• **WHAT THE EXERCISE ASKS**: In the records below, how many lines hold the word "true"? Give only the number.

• **Stored data entries**:
========================================
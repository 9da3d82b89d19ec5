//! Per-connection session state machine.
//!
//! A session moves through Dialing → Handshaking → Live → Closed. The
//! first two states live inside [`PeerSession::connect`]; a constructed
//! session is always Live, and dropping it closes the connection.
use super::bitfield::Bitfield;
use super::handshake::{Handshake, HANDSHAKE_LEN};
use super::message::{Message, MessageCodec};
use super::{ConnectError, HandshakeError, SessionError};

use futures_util::{SinkExt, StreamExt};
use std::io::ErrorKind;
use std::net::SocketAddr;
use std::time::Duration;
use tokio::io::{AsyncReadExt, AsyncWriteExt};
use tokio::net::TcpStream;
use tokio::time::timeout;
use tracing::trace;

/// How long a TCP connect may take before the peer is discarded.
const CONNECT_TIMEOUT: Duration = Duration::from_secs(3);

/// Ceiling for the whole handshake exchange, send and receive.
const HANDSHAKE_TIMEOUT: Duration = Duration::from_secs(30);

/// A live connection to one peer.
///
/// Choke and interest flags start at their protocol-mandated values: both
/// sides choking, neither interested. The bitfield starts all-zero over
/// the full piece count, so HAVE messages arriving before any BITFIELD
/// have a well-defined target.
#[derive(Debug)]
pub struct PeerSession {
    addr: SocketAddr,
    frames: tokio_util::codec::Framed<TcpStream, MessageCodec>,
    pub peer_choking: bool,
    pub peer_interested: bool,
    pub client_choking: bool,
    pub client_interested: bool,
    bitfield: Bitfield,
    num_pieces: usize,
    bitfield_allowed: bool,
}

impl PeerSession {
    /// Dials `addr`, exchanges and validates handshakes, and returns the
    /// Live session.
    ///
    /// The dial is bounded by a 3-second timeout and the handshake
    /// exchange by a 30-second one; any failure discards the peer.
    #[tracing::instrument(skip(info_hash, peer_id), level = "debug")]
    pub async fn connect(
        addr: SocketAddr,
        info_hash: [u8; 20],
        peer_id: [u8; 20],
        num_pieces: usize,
    ) -> Result<PeerSession, SessionError> {
        let mut stream = match timeout(CONNECT_TIMEOUT, TcpStream::connect(addr)).await {
            Err(_) => return Err(ConnectError::Timeout.into()),
            Ok(Err(e)) if e.kind() == ErrorKind::ConnectionRefused => {
                return Err(ConnectError::Refused.into());
            }
            Ok(Err(e)) => return Err(ConnectError::Other(e).into()),
            Ok(Ok(stream)) => stream,
        };

        let ours = Handshake::new(info_hash, peer_id);
        let exchange = async {
            stream.write_all(&ours.serialize()).await?;
            let mut buf = [0u8; HANDSHAKE_LEN];
            stream.read_exact(&mut buf).await?;
            Ok::<_, std::io::Error>(buf)
        };
        let buf = timeout(HANDSHAKE_TIMEOUT, exchange)
            .await
            .map_err(|_| HandshakeError::Timeout)?
            .map_err(HandshakeError::Io)?;

        let theirs = Handshake::parse(&buf)?;
        theirs.validate(info_hash)?;
        trace!(peer = %addr, peer_id = %hex::encode(theirs.peer_id), "handshake accepted");

        Ok(Self::from_stream(stream, addr, num_pieces))
    }

    fn from_stream(stream: TcpStream, addr: SocketAddr, num_pieces: usize) -> PeerSession {
        PeerSession {
            addr,
            frames: tokio_util::codec::Framed::new(stream, MessageCodec),
            peer_choking: true,
            peer_interested: false,
            client_choking: true,
            client_interested: false,
            bitfield: Bitfield::empty(num_pieces),
            num_pieces,
            bitfield_allowed: true,
        }
    }

    /// Whether the peer has advertised piece `index`.
    pub fn has_piece(&self, index: usize) -> bool {
        self.bitfield.has(index)
    }

    /// Reads the next message, waiting at most `limit`. Keep-alives are
    /// swallowed by the codec and do not count as messages (the limit is
    /// total across them).
    pub async fn read_message(&mut self, limit: Duration) -> Result<Message, SessionError> {
        match timeout(limit, self.frames.next()).await {
            Err(_) => Err(SessionError::Timeout),
            Ok(None) => Err(SessionError::Closed),
            Ok(Some(Err(e))) => Err(SessionError::Wire(e)),
            Ok(Some(Ok(message))) => {
                trace!(peer = %self.addr, id = message.id(), "message received");
                Ok(message)
            }
        }
    }

    /// Sends one message and flushes it.
    pub async fn send(&mut self, message: Message) -> Result<(), SessionError> {
        self.frames.send(message).await.map_err(SessionError::Wire)
    }

    /// Applies a received message to the session state.
    ///
    /// A BITFIELD is only legal while nothing but HAVEs have been applied,
    /// and at most once; REQUEST and CANCEL are accepted and ignored since
    /// we never serve blocks; PIECE payloads are left to the piece
    /// download loop.
    pub fn apply(&mut self, message: &Message) -> Result<(), SessionError> {
        match message {
            Message::Choke => self.peer_choking = true,
            Message::Unchoke => self.peer_choking = false,
            Message::Interested => self.peer_interested = true,
            Message::NotInterested => self.peer_interested = false,
            Message::Have(index) => self.bitfield.set(*index as usize),
            Message::Bitfield(bytes) => {
                if !self.bitfield_allowed {
                    return Err(SessionError::UnexpectedBitfield);
                }
                self.bitfield = Bitfield::from_bytes(bytes.clone(), self.num_pieces)?;
            }
            Message::Request { .. } | Message::Cancel { .. } => {}
            Message::Piece { .. } => {}
        }
        if !matches!(message, Message::Have(_)) {
            self.bitfield_allowed = false;
        }
        Ok(())
    }

    /// Once the peer stops choking us, declare ourselves: UNCHOKE then
    /// INTERESTED, flipping the local flags. Idempotent; does nothing
    /// while the peer still chokes or after interest was expressed.
    pub async fn express_interest(&mut self) -> Result<(), SessionError> {
        if !self.peer_choking && self.client_choking {
            self.send(Message::Unchoke).await?;
            self.send(Message::Interested).await?;
            self.client_choking = false;
            self.client_interested = true;
            trace!(peer = %self.addr, "expressed interest");
        }
        Ok(())
    }
}

#[cfg(test)]
mod tests {
    use super::*;
    use tokio::net::TcpListener;
    use tokio_util::codec::Framed;

    /// A session over a local socket pair, plus the remote end framed with
    /// the same codec so tests can script peer behavior.
    async fn session_pair(num_pieces: usize) -> (PeerSession, Framed<TcpStream, MessageCodec>) {
        let listener = TcpListener::bind("127.0.0.1:0").await.unwrap();
        let addr = listener.local_addr().unwrap();
        let (client, (server, _)) =
            tokio::join!(TcpStream::connect(addr), async { listener.accept().await.unwrap() });
        let session = PeerSession::from_stream(client.unwrap(), addr, num_pieces);
        (session, Framed::new(server, MessageCodec))
    }

    #[tokio::test]
    async fn flags_start_at_protocol_defaults() {
        let (session, _remote) = session_pair(4).await;
        assert!(session.peer_choking);
        assert!(!session.peer_interested);
        assert!(session.client_choking);
        assert!(!session.client_interested);
        assert!((0..4).all(|i| !session.has_piece(i)));
    }

    #[tokio::test]
    async fn applies_choke_and_interest_messages() {
        let (mut session, _remote) = session_pair(4).await;

        session.apply(&Message::Unchoke).unwrap();
        assert!(!session.peer_choking);
        session.apply(&Message::Choke).unwrap();
        assert!(session.peer_choking);

        session.apply(&Message::Interested).unwrap();
        assert!(session.peer_interested);
        session.apply(&Message::NotInterested).unwrap();
        assert!(!session.peer_interested);
    }

    #[tokio::test]
    async fn have_before_bitfield_lands_in_zeroed_field() {
        let (mut session, _remote) = session_pair(16).await;

        session.apply(&Message::Have(11)).unwrap();
        assert!(session.has_piece(11));
        assert!(!session.has_piece(0));

        // a bitfield is still legal after HAVEs only
        session.apply(&Message::Bitfield(vec![0xFF, 0xFF])).unwrap();
        assert!(session.has_piece(0));
    }

    #[tokio::test]
    async fn second_bitfield_is_a_protocol_error() {
        let (mut session, _remote) = session_pair(8).await;

        session.apply(&Message::Bitfield(vec![0xA0])).unwrap();
        assert!(session.has_piece(0));
        assert!(matches!(
            session.apply(&Message::Bitfield(vec![0xFF])),
            Err(SessionError::UnexpectedBitfield)
        ));
    }

    #[tokio::test]
    async fn bitfield_after_unchoke_is_a_protocol_error() {
        let (mut session, _remote) = session_pair(8).await;

        session.apply(&Message::Unchoke).unwrap();
        assert!(matches!(
            session.apply(&Message::Bitfield(vec![0xFF])),
            Err(SessionError::UnexpectedBitfield)
        ));
    }

    #[tokio::test]
    async fn short_bitfield_is_rejected() {
        let (mut session, _remote) = session_pair(9).await;
        assert!(matches!(
            session.apply(&Message::Bitfield(vec![0xFF])),
            Err(SessionError::Bitfield(_))
        ));
    }

    #[tokio::test]
    async fn express_interest_sends_unchoke_then_interested_once() {
        let (mut session, mut remote) = session_pair(4).await;

        // still choked: nothing goes out, flags stay put
        session.express_interest().await.unwrap();
        assert!(session.client_choking);

        session.apply(&Message::Unchoke).unwrap();
        session.express_interest().await.unwrap();
        assert!(!session.client_choking);
        assert!(session.client_interested);

        assert_eq!(remote.next().await.unwrap().unwrap(), Message::Unchoke);
        assert_eq!(remote.next().await.unwrap().unwrap(), Message::Interested);

        // repeated calls stay quiet
        session.express_interest().await.unwrap();
        session.send(Message::Have(0)).await.unwrap();
        assert_eq!(remote.next().await.unwrap().unwrap(), Message::Have(0));
    }

    #[tokio::test]
    async fn read_message_times_out_without_traffic() {
        let (mut session, _remote) = session_pair(4).await;
        let result = session.read_message(Duration::from_millis(50)).await;
        assert!(matches!(result, Err(SessionError::Timeout)));
    }

    #[tokio::test]
    async fn read_message_reports_closed_stream() {
        let (mut session, remote) = session_pair(4).await;
        drop(remote);
        let result = session.read_message(Duration::from_secs(1)).await;
        assert!(matches!(result, Err(SessionError::Closed)));
    }

    #[tokio::test]
    async fn read_message_delivers_scripted_traffic() {
        let (mut session, mut remote) = session_pair(4).await;
        remote.send(Message::Have(3)).await.unwrap();

        let message = session.read_message(Duration::from_secs(1)).await.unwrap();
        assert_eq!(message, Message::Have(3));
        session.apply(&message).unwrap();
        assert!(session.has_piece(3));
    }
}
========================================
• **YOUR RESPONSE**: 6